* [Action item]: For the records below, report how many lines include "SyncOp", with no accompanying text.

* [Record set]:
//! Remote syncer
//!
//! Owns one multiplexed sync connection to a remote node: performs the
//! handshake (first frame must be `New`), forwards `Update`/`Down` frames to
//! the session's merged channel, and runs an independent liveness watchdog.
//! If the connection dies while streams are still tracked, one `Down` is
//! synthesized per stream so callers never silently lose a stream.

use std::collections::HashSet;
use std::sync::{Arc, Mutex};
use std::time::{Duration, SystemTime, UNIX_EPOCH};

use tokio::sync::mpsc;
// tokio's Instant so the paused test clock drives the watchdog.
use tokio::time::Instant;
use tracing::{debug, error, info, warn};

use confluence_core::{
    CancelScope, NodeAddress, StreamId, StreamServiceClient, SyncCookie, SyncError, SyncFrame,
    SyncOp, SyncResult, SyncStreamHandle,
};

use crate::local::try_forward;

/// How often the watchdog checks connection activity.
const PING_TICK: Duration = Duration::from_secs(3);

/// No ping is sent while a frame arrived within this interval.
const RECENT_ACTIVITY_INTERVAL: Duration = Duration::from_secs(15);

/// The connection is declared dead after this long without any frame.
const RECENT_ACTIVITY_DEADLINE: Duration = Duration::from_secs(30);

/// Syncer forwarding one remote node's multiplexed sync connection.
pub struct RemoteSyncer {
    /// Session id used between the caller and this process, for logging.
    session_sync_id: String,
    /// Sync id assigned by the remote backend during the handshake.
    sync_id: String,
    remote_addr: NodeAddress,
    client: Arc<dyn StreamServiceClient>,
    session_scope: CancelScope,
    /// Scope of this one connection; cancelling it stops only this syncer.
    conn_scope: CancelScope,
    messages: mpsc::Sender<SyncFrame>,
    streams: Mutex<HashSet<StreamId>>,
    /// Receiving half of the connection, taken by `run`.
    handle: tokio::sync::Mutex<Option<Box<dyn SyncStreamHandle>>>,
    /// When the last frame was received; shared with the watchdog.
    last_recv: Arc<Mutex<Instant>>,
}

impl RemoteSyncer {
    /// Open the multiplexed connection and perform the handshake.
    ///
    /// The caller is responsible for reporting the cookies' streams `Down`
    /// if this fails.
    pub async fn new(
        session_sync_id: String,
        session_scope: CancelScope,
        remote_addr: NodeAddress,
        client: Arc<dyn StreamServiceClient>,
        cookies: Vec<SyncCookie>,
        messages: mpsc::Sender<SyncFrame>,
    ) -> SyncResult<Self> {
        let mut handle = client.sync_streams(cookies.clone()).await?;

        let first = handle.recv().await.ok_or_else(|| {
            SyncError::Unavailable(format!(
                "connection to {} closed before handshake",
                remote_addr.short_id()
            ))
        })?;
        if first.op != SyncOp::New || first.sync_id.is_empty() {
            error!(
                remote = %remote_addr.short_id(),
                op = ?first.op,
                "unexpected first frame on sync connection"
            );
            return Err(SyncError::BadSyncCookie(format!(
                "expected NEW as first frame from {}",
                remote_addr.short_id()
            )));
        }

        let streams = cookies.iter().map(|c| c.stream_id).collect();

        Ok(Self {
            session_sync_id,
            sync_id: first.sync_id,
            remote_addr,
            client,
            session_scope,
            conn_scope: CancelScope::new(),
            messages,
            streams: Mutex::new(streams),
            handle: tokio::sync::Mutex::new(Some(handle)),
            last_recv: Arc::new(Mutex::new(Instant::now())),
        })
    }

    /// The remote node's address.
    pub fn address(&self) -> NodeAddress {
        self.remote_addr
    }

    /// Receive loop plus liveness watchdog; runs until the session stops,
    /// the connection is cancelled, or the transport dies.
    pub async fn run(&self) {
        let Some(mut handle) = self.handle.lock().await.take() else {
            return;
        };
        *self.last_recv.lock().unwrap_or_else(|e| e.into_inner()) = Instant::now();

        let watchdog = tokio::spawn(connection_alive(
            self.client.clone(),
            self.sync_id.clone(),
            self.remote_addr,
            self.conn_scope.clone(),
            self.last_recv.clone(),
        ));

        loop {
            tokio::select! {
                _ = self.conn_scope.cancelled() => break,
                _ = self.session_scope.cancelled() => break,
                frame = handle.recv() => {
                    let Some(frame) = frame else {
                        info!(remote = %self.remote_addr.short_id(), "remote node disconnected");
                        break;
                    };
                    *self.last_recv.lock().unwrap_or_else(|e| e.into_inner()) = Instant::now();
                    match frame.op {
                        SyncOp::Update => {
                            if self.forward(frame).is_err() {
                                break;
                            }
                        }
                        SyncOp::Down => {
                            let stream_id = frame.stream_id();
                            if self.forward(frame).is_err() {
                                break;
                            }
                            if let Some(id) = stream_id {
                                self.streams
                                    .lock()
                                    .unwrap_or_else(|e| e.into_inner())
                                    .remove(&id);
                            }
                        }
                        op => {
                            debug!(
                                remote = %self.remote_addr.short_id(),
                                op = ?op,
                                "ignoring sync frame"
                            );
                        }
                    }
                }
            }
        }

        // Connection is gone one way or another: every stream still tracked
        // would otherwise silently stop producing updates.
        if !self.session_scope.is_cancelled() {
            self.report_remaining_down();
        }

        self.conn_scope
            .cancel(SyncError::Canceled("sync connection closed".into()));
        let _ = watchdog.await;
        debug!(
            sync_id = %self.session_sync_id,
            remote = %self.remote_addr.short_id(),
            "remote syncer stopped"
        );
    }

    /// Add one stream to the existing connection.
    pub async fn add_stream(&self, cookie: SyncCookie) -> SyncResult<()> {
        let stream_id = cookie.stream_id;
        self.client.add_stream_to_sync(&self.sync_id, cookie).await?;
        self.streams
            .lock()
            .unwrap_or_else(|e| e.into_inner())
            .insert(stream_id);
        Ok(())
    }

    /// Remove one stream from the connection. Removing the last stream
    /// cancels the connection; no idle connections are kept open.
    pub async fn remove_stream(&self, stream_id: StreamId) -> SyncResult<bool> {
        self.client
            .remove_stream_from_sync(&self.sync_id, stream_id)
            .await?;

        let empty = {
            let mut streams = self.streams.lock().unwrap_or_else(|e| e.into_inner());
            streams.remove(&stream_id);
            streams.is_empty()
        };
        if empty {
            self.conn_scope
                .cancel(SyncError::Canceled("no streams left on connection".into()));
        }
        Ok(empty)
    }

    /// Ask the backend to force-drop one stream. The backend answers with a
    /// `Down` frame on the connection, which untracks the stream here.
    pub async fn debug_drop_stream(&self, stream_id: StreamId) -> SyncResult<bool> {
        self.client
            .debug_drop_stream(&self.sync_id, stream_id)
            .await?;

        let empty = self
            .streams
            .lock()
            .unwrap_or_else(|e| e.into_inner())
            .is_empty();
        if empty {
            self.conn_scope
                .cancel(SyncError::Canceled("no streams left on connection".into()));
        }
        Ok(empty)
    }

    /// Forward a frame to the merged channel; forwarding failures that are
    /// not cancellations take the whole session down.
    fn forward(&self, frame: SyncFrame) -> SyncResult<()> {
        try_forward(&self.messages, &self.session_scope, frame).inspect_err(|err| {
            if !err.is_cancellation() {
                error!(
                    remote = %self.remote_addr.short_id(),
                    error = %err,
                    "cancelling sync operation, unable to forward remote update"
                );
                self.session_scope.cancel(err.clone());
            }
        })
    }

    /// Synthesize one `Down` per stream still tracked.
    fn report_remaining_down(&self) {
        let streams: Vec<StreamId> = {
            let mut set = self.streams.lock().unwrap_or_else(|e| e.into_inner());
            set.drain().collect()
        };
        for stream_id in streams {
            debug!(
                sync_id = %self.session_sync_id,
                remote = %self.remote_addr.short_id(),
                stream = %stream_id.short_id(),
                "stream down"
            );
            if self.forward(SyncFrame::down_frame(stream_id)).is_err() {
                return;
            }
        }
    }
}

* [Reply to the exercise]: 4